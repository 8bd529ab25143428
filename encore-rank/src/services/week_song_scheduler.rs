//! WeeklySongScheduler: picks the next song of the week
//!
//! A run targets one week window and is idempotent per window: if a
//! selection already exists it is returned untouched. Sequential retries are
//! therefore safe. Concurrent schedulers in separate processes are also
//! contained, because the `(window_start, window_end)` unique constraint turns
//! the losing insert into a no-op and the loser re-reads the winner's row.

use crate::db::{songs, week_selections};
use encore_common::db::{SongId, WeekSelectionRow};
use encore_common::time::WeekWindow;
use encore_common::Result;
use chrono::{DateTime, FixedOffset, Utc};
use rand::seq::SliceRandom;
use serde::Serialize;
use sqlx::SqlitePool;
use std::sync::Arc;
use tokio::sync::Mutex;
use tracing::{info, warn};

/// A song bound to one week window
#[derive(Debug, Clone, PartialEq, Serialize)]
pub struct WeekSelection {
    pub week_id: i64,
    pub song_id: SongId,
    pub window: WeekWindow,
}

impl TryFrom<WeekSelectionRow> for WeekSelection {
    type Error = encore_common::Error;

    fn try_from(row: WeekSelectionRow) -> Result<Self> {
        Ok(Self {
            week_id: row.week_id,
            song_id: row.song_id,
            window: WeekWindow::from_unix(row.window_start, row.window_end)?,
        })
    }
}

#[derive(Debug, Clone, PartialEq)]
pub enum SchedulerOutcome {
    Created(WeekSelection),
    AlreadyPresent(WeekSelection),
    /// No eligible songs; the previous selection stays current
    SkippedEmptyPool { window: WeekWindow },
}

impl SchedulerOutcome {
    pub fn selection(&self) -> Option<&WeekSelection> {
        match self {
            SchedulerOutcome::Created(s) | SchedulerOutcome::AlreadyPresent(s) => Some(s),
            SchedulerOutcome::SkippedEmptyPool { .. } => None,
        }
    }
}

#[derive(Debug, Clone, Copy, PartialEq, Eq, Serialize)]
#[serde(rename_all = "snake_case")]
pub enum SchedulerState {
    Idle,
    Selecting,
}

#[derive(Clone)]
pub struct WeeklySongScheduler {
    db: SqlitePool,
    offset: FixedOffset,
    reserved_song_id_max: SongId,
    /// Held for the whole of a run; locked means `Selecting`
    run_guard: Arc<Mutex<()>>,
}

impl WeeklySongScheduler {
    pub fn new(db: SqlitePool, offset: FixedOffset, reserved_song_id_max: SongId) -> Self {
        Self {
            db,
            offset,
            reserved_song_id_max,
            run_guard: Arc::new(Mutex::new(())),
        }
    }

    pub fn state(&self) -> SchedulerState {
        match self.run_guard.try_lock() {
            Ok(_) => SchedulerState::Idle,
            Err(_) => SchedulerState::Selecting,
        }
    }

    /// Timer entry point: select for the window starting at the first
    /// Monday midnight strictly after `now`
    pub async fn run_once(&self, now: DateTime<Utc>) -> Result<SchedulerOutcome> {
        self.run_for_window(WeekWindow::next_after(now, self.offset)).await
    }

    /// Startup entry point: make sure the week containing `now` has a song
    pub async fn ensure_current(&self, now: DateTime<Utc>) -> Result<SchedulerOutcome> {
        self.run_for_window(WeekWindow::containing(now, self.offset)).await
    }

    /// Startup and timer entry point: fill the containing week if it was
    /// missed, then select for the upcoming one
    pub async fn run_scheduled(&self, now: DateTime<Utc>) -> Result<SchedulerOutcome> {
        if let SchedulerOutcome::Created(selection) = self.ensure_current(now).await? {
            warn!(
                "Current week had no song, filled in song_id={} late",
                selection.song_id
            );
        }
        self.run_once(now).await
    }

    pub async fn run_for_window(&self, window: WeekWindow) -> Result<SchedulerOutcome> {
        let _selecting = self.run_guard.lock().await;

        if let Some(existing) = week_selections::find_by_window(&self.db, &window).await? {
            info!(
                "Song of the week already selected for [{}, {}): song_id={}",
                window.start, window.end, existing.song_id
            );
            return Ok(SchedulerOutcome::AlreadyPresent(existing.try_into()?));
        }

        let pool = songs::eligible_song_ids(&self.db, self.reserved_song_id_max).await?;
        let Some(song_id) = pick_song(&pool) else {
            warn!(
                "No eligible songs for week [{}, {}), keeping previous selection",
                window.start, window.end
            );
            return Ok(SchedulerOutcome::SkippedEmptyPool { window });
        };

        let created = week_selections::insert_if_absent(&self.db, song_id, &window).await?;
        let row = week_selections::find_by_window(&self.db, &window)
            .await?
            .ok_or_else(|| {
                encore_common::Error::Internal(format!(
                    "week selection for [{}, {}) missing after insert",
                    window.start, window.end
                ))
            })?;
        let selection: WeekSelection = row.try_into()?;

        if created {
            info!(
                "Song of the week selected: song_id={} for [{}, {}) from {} candidates",
                selection.song_id,
                window.start,
                window.end,
                pool.len()
            );
            Ok(SchedulerOutcome::Created(selection))
        } else {
            info!(
                "Concurrent scheduler selected song_id={} for [{}, {}) first",
                selection.song_id, window.start, window.end
            );
            Ok(SchedulerOutcome::AlreadyPresent(selection))
        }
    }
}

/// Uniform choice from the eligible pool
fn pick_song(pool: &[SongId]) -> Option<SongId> {
    let mut rng = rand::thread_rng();
    pool.choose(&mut rng).copied()
}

**What the task asks**
All lines from the start of the entries through the line where "Sequential retries are" sits should be duplicated exactly, with nothing else in the output.

**Output for this exercise**
repository 8bd529ab25143428
filename encore-rank/src/services/week_song_scheduler.rs
//! WeeklySongScheduler: picks the next song of the week
//!
//! A run targets one week window and is idempotent per window: if a
//! selection already exists it is returned untouched. Sequential retries are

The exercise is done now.